Radiocarbon dating is one of the most intensively used archeological analyses, as it can place in time organic materials recovered from archeological sites, such as plant materials, shell, and bones. The actual methods are relatively complicated. Briefly, the samples are cleaned in a method called pretreatment, which varies depending on the material type and the environment it was deposited in. Typically, pretreatment includes acid/alkali (base)/acid baths to remove contaminates from the radiocarbon sample. In the case of bones, an extraction with alkali is done to isolate the collagen and remove the mineral fraction (bone apatite). After pretreatment, the sample is burned and the carbon is extracted from the sample material in gas form, and then reduced to pure carbon graphite. This graphite is then measured by conventional methods or AMS (accelerator mass spectrometry). Yes, the size of the sample matters, with large chunks of wood or bone a conventional measurement method can be used, which directly counts radioactive decay. For tiny samples the use of Accelerator Mass Spectrometry (AMS) is best. AMS measures the ratio of radiocarbon and the stable carbon isotopes to calculate a radiocarbon age. The precision of conventional methods and AMS is the same for most materials. See Radiocarbon Dating Understood to learn more.

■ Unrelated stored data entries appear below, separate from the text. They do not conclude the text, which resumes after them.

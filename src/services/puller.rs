//! Puller workflow
//!
//! Asks the registry to materialize every configured image under the staging
//! namespace, which also triggers the registry's vulnerability scan.

use std::time::Instant;
use tracing::{error, info, warn};

use crate::domain::{ImageOutcome, RunSummary, Workflow};
use crate::error::PromoteError;
use crate::observability::RunEvents;
use crate::services::context::PipelineContext;
use crate::trigger::{Invocation, TriggerEvent};
use crate::ui;

/// How the puller reacts to a failed pull
#[derive(Debug, Clone, Copy, Default, PartialEq, Eq)]
pub enum PullPolicy {
    /// Abort the batch on the first failure
    #[default]
    FailFast,
    /// Attempt every image; report failure at the end
    ContinueOnError,
}

/// Pull every image into `{staging}/{repository}`
///
/// Returns `Ok(true)` when every pull succeeded and `Ok(false)` when some
/// failed under [`PullPolicy::ContinueOnError`].
pub async fn run(
    ctx: &PipelineContext,
    event: &TriggerEvent,
    invocation: &Invocation,
    policy: PullPolicy,
) -> Result<bool, PromoteError> {
    let start = Instant::now();
    let events = RunEvents::new(invocation.id, Workflow::Pull);
    let config = &ctx.config;

    info!(
        "Pull invocation {} started with event {}",
        invocation.id, event.0
    );
    events.started(&config.images);

    let mut summary = RunSummary::new(Workflow::Pull);

    for image in &config.images {
        let repository = config.namespaces.staging_repository(image);
        info!("Pulling {} into {}", image, repository);

        match ctx.registry.request_image_pull(&repository, &image.tag).await {
            Ok(()) => {
                info!("Pulled {}:{}", repository, image.tag);
                events.pulled(image, &repository);
                summary.record(ImageOutcome::pulled(image.clone()));
            }
            Err(e) => {
                let message = e.to_string();
                events.pull_failed(image, &message);
                summary.record(ImageOutcome::pull_failed(image.clone(), message.clone()));

                if policy == PullPolicy::FailFast {
                    error!("Pull of {} failed, aborting batch: {}", image, message);
                    summary.duration = start.elapsed();
                    ui::print_summary(&summary);
                    events.failed(summary.duration.as_secs_f64(), Some(image), &message);
                    return Err(e.into());
                }
                warn!("Pull of {} failed, continuing: {}", image, message);
            }
        }
    }

    summary.duration = start.elapsed();
    ui::print_summary(&summary);
    events.completed(&summary);

    Ok(summary.all_succeeded())
}
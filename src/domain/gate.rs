//! Vulnerability gate
//!
//! Pure decision function from a scan snapshot to a promotion decision.
//! Deny (policy) and skip (could not evaluate) both stop promotion and are
//! reported separately.

use serde::{Deserialize, Serialize};
use std::collections::BTreeSet;
use std::fmt;

use super::scan::{ScanFinding, ScanResult, ScanStatus, Severity};

/// Severities that block promotion unless configured otherwise
pub const DEFAULT_BLOCKING_SEVERITIES: [Severity; 2] = [Severity::High, Severity::Critical];

/// Gate policy
#[derive(Debug, Clone, PartialEq, Eq)]
pub struct GatePolicy {
    blocking: BTreeSet<Severity>,
}

impl Default for GatePolicy {
    fn default() -> Self {
        Self::blocking(DEFAULT_BLOCKING_SEVERITIES)
    }
}

impl GatePolicy {
    pub fn blocking(severities: impl IntoIterator<Item = Severity>) -> Self {
        Self {
            blocking: severities.into_iter().collect(),
        }
    }

    pub fn blocks(&self, severity: Severity) -> bool {
        self.blocking.contains(&severity)
    }

    pub fn blocking_severities(&self) -> Vec<&'static str> {
        self.blocking.iter().map(|s| s.as_str()).collect()
    }

    /// Evaluate a scan snapshot
    pub fn evaluate(&self, scan: &ScanResult) -> GateDecision {
        if scan.status == ScanStatus::UnsupportedImage {
            return GateDecision::Allow(AllowReason::UnsupportedImage);
        }

        if !scan.status.is_finished() {
            return GateDecision::Deny(DenyReason::ScanState {
                status: scan.status,
            });
        }

        let findings = match scan.findings.as_deref() {
            None | Some([]) => return GateDecision::Allow(AllowReason::NoFindings),
            Some(findings) => findings,
        };

        match findings.iter().find(|f| self.blocks(f.severity)) {
            Some(finding) => GateDecision::Deny(DenyReason::Vulnerability {
                finding: Box::new(finding.clone()),
            }),
            None => GateDecision::Allow(AllowReason::BelowThreshold {
                findings: findings.len(),
            }),
        }
    }
}

/// Why an image was allowed
#[derive(Debug, Clone, PartialEq, Serialize, Deserialize)]
#[serde(tag = "kind", rename_all = "snake_case")]
pub enum AllowReason {
    /// Registry cannot scan this artifact type; allowed by policy
    UnsupportedImage,
    NoFindings,
    BelowThreshold { findings: usize },
}

/// Why an image was denied
#[derive(Debug, Clone, PartialEq, Serialize, Deserialize)]
#[serde(tag = "kind", rename_all = "snake_case")]
pub enum DenyReason {
    /// A finding at a blocking severity
    Vulnerability { finding: Box<ScanFinding> },
    /// Scan not finished (in progress, failed, unknown)
    ScanState { status: ScanStatus },
}

/// Outcome of the gate for one image
#[derive(Debug, Clone, PartialEq, Serialize, Deserialize)]
#[serde(tag = "decision", rename_all = "snake_case")]
pub enum GateDecision {
    Allow(AllowReason),
    Deny(DenyReason),
    /// Scan result could not be fetched or interpreted
    Skip { error: String },
}

impl GateDecision {
    pub fn kind(&self) -> &'static str {
        match self {
            Self::Allow(_) => "allow",
            Self::Deny(DenyReason::Vulnerability { .. }) => "deny_vulnerability",
            Self::Deny(DenyReason::ScanState { .. }) => "deny_scan_state",
            Self::Skip { .. } => "skip",
        }
    }
}

impl fmt::Display for GateDecision {
    fn fmt(&self, f: &mut fmt::Formatter<'_>) -> fmt::Result {
        match self {
            Self::Allow(AllowReason::UnsupportedImage) => {
                write!(f, "allowed (image type not supported by scanner)")
            }
            Self::Allow(AllowReason::NoFindings) => write!(f, "allowed (no findings)"),
            Self::Allow(AllowReason::BelowThreshold { findings }) => {
                write!(f, "allowed ({} findings below threshold)", findings)
            }
            Self::Deny(DenyReason::Vulnerability { finding }) => write!(
                f,
                "denied ({} finding: {})",
                finding.severity,
                finding.label()
            ),
            Self::Deny(DenyReason::ScanState { status }) => {
                write!(f, "denied (scan state {})", status)
            }
            Self::Skip { error } => write!(f, "skipped ({})", error),
        }
    }
}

Radiocarbon is incorporated into plants via photosynthesis, and into animals via the food they eat. Different photosynthetic pathways of plants results in isotopic fractionation (different behavior of carbon isotopes that result from their atomic mass). The standard error on an analyzed 13C/12C value is quite small. These stable carbon isotope ratios (δ13C) are given as per mil (‰) difference from PDB-1 standard.
In the case of the Varga site, 66 radiocarbon samples were run, with multiple samples run for each of the four primary use zones. The large number of assays (measured samples) allows for considerably more precision in correctly identifying the age of the deposits, a greater degree of confidence in the age derived, and a narrowing of the age range for the four periods represented. This project employed two different radiocarbon laboratories, Beta Analytic Inc. in Florida and the Center for Applied Isotope Studies at the University of Georgia in Athens, to make radiocarbon measurements on the samples. All the radiocarbon dates in this study are presented in calibrated years before present (cal BP with present equal to 1950).

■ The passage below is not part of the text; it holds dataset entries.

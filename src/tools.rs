//! Runtime tool path resolution
//!
//! For each external tool (e.g. `oras`) ferry:
//! 1. Checks for an environment variable `{TOOL}_BIN` (e.g. `ORAS_BIN`)
//! 2. Falls back to PATH-based invocation if the envvar is not set
//!
//! [`resolve_tool`] additionally verifies the binary can be found, so a
//! missing tool is reported once at setup rather than on the first image.

use std::env;

use crate::error::ToolError;

/// Environment variable consulted for a tool, e.g. `ORAS_BIN`
pub fn tool_env_var(tool: &str) -> String {
    format!("{}_BIN", tool.to_uppercase())
}

/// Get the path to an external tool
///
/// Returns the value of `{TOOL}_BIN` if set, otherwise the tool name itself.
pub fn get_tool_path(tool: &str) -> String {
    env::var(tool_env_var(tool)).unwrap_or_else(|_| tool.to_string())
}

/// Resolve a tool path and check that it exists
pub fn resolve_tool(tool: &str) -> Result<String, ToolError> {
    let path = get_tool_path(tool);
    which::which(&path)
        .map(|p| p.display().to_string())
        .map_err(|_| ToolError::NotInstalled {
            tool: tool.to_string(),
            env_var: tool_env_var(tool),
        })
}

/// Tool names ferry drives
pub mod tools {
    pub const AWS: &str = "aws";
    pub const ORAS: &str = "oras";
    pub const NOTATION: &str = "notation";
}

As an example, the chronometric age of the Toyah component is derived primarily from radiocarbon dating 21 samples. These samples were recovered from a cultural component across excavation Blocks A and B. Radiocarbon dates on one limestone burned rock (11,690 ± 40 BP) from Feature 38 and two of four dated ceramic sherds (930 ± 40 BP and 26,960 ± 40 BP) are obviously much too old and beyond the realm of any reasonable possibility. These three dates are not acceptable. Three other samples, two charcoal and one ceramic sherd, yielded radiocarbon ages that are less than 200 years old and are also not acceptable for this component.

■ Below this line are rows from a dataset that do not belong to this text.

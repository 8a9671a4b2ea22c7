//! Domain layer - pure business logic
//!
//! This module contains business logic with no external I/O.
//! Types and functions here can be unit tested without mocking.

pub mod gate;
pub mod image;
pub mod promotion;
pub mod scan;

// Re-export commonly used types
pub use gate::{DenyReason, GateDecision, GatePolicy};
pub use image::{parse_image_list, ArtifactRef, ImageReference, Namespaces, RegistryEndpoint};
pub use promotion::{
    ImageOutcome, ImagePromotion, ImageState, PromotionState, PromotionStep, RunSummary, Workflow,
};
pub use scan::{ScanFinding, ScanResult, ScanStatus, Severity};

Two charcoal dates of 920 ± 40 BP and 940 ± 40 BP from the lowest and best-defined stratigraphic context in the Toyah component, that in Feature 36 (a dense, but limited in area occupation zone along the western margin of Block A), are older than the presumed age for Toyah events. They are also some 600 to 700 years younger than the well-dated Late Archaic component that is older than 1700 BP. Therefore, these two roughly 930 BP ages may date an unrecognized Late Prehistoric event or component that dates to slightly earlier than the Toyah occupation. Consequently, 62 percent of the obtained radiocarbon assays that targeted this component provide a time range in which the Toyah events probably occurred. The 13 acceptable radiocarbon assays, all on wood charcoal, reveal a narrow time range of some 370 years between 290 and 660 BP.
The extensive radiocarbon dating of the diverse materials proved invaluable in determining more precise ages for the various use periods, the associated features and cultural assemblages, and internal movement of individual objects and classes of objects up and sown the deposit. Without this intensive dating program, many questions concerning specific material classes, features, and associations would have been left open to question. For example, four dates were obtained from Feature 8 and ranged from 80 BP to 640 BP The 80 BP age is much too recent for this prehistoric component and was rejected. This dated chunk of charcoal is believed to have been intrusive to this feature. However, since multiple dates were obtained from Feature 8, the other three dates can be averaged to derive an approximately age of 600 BP.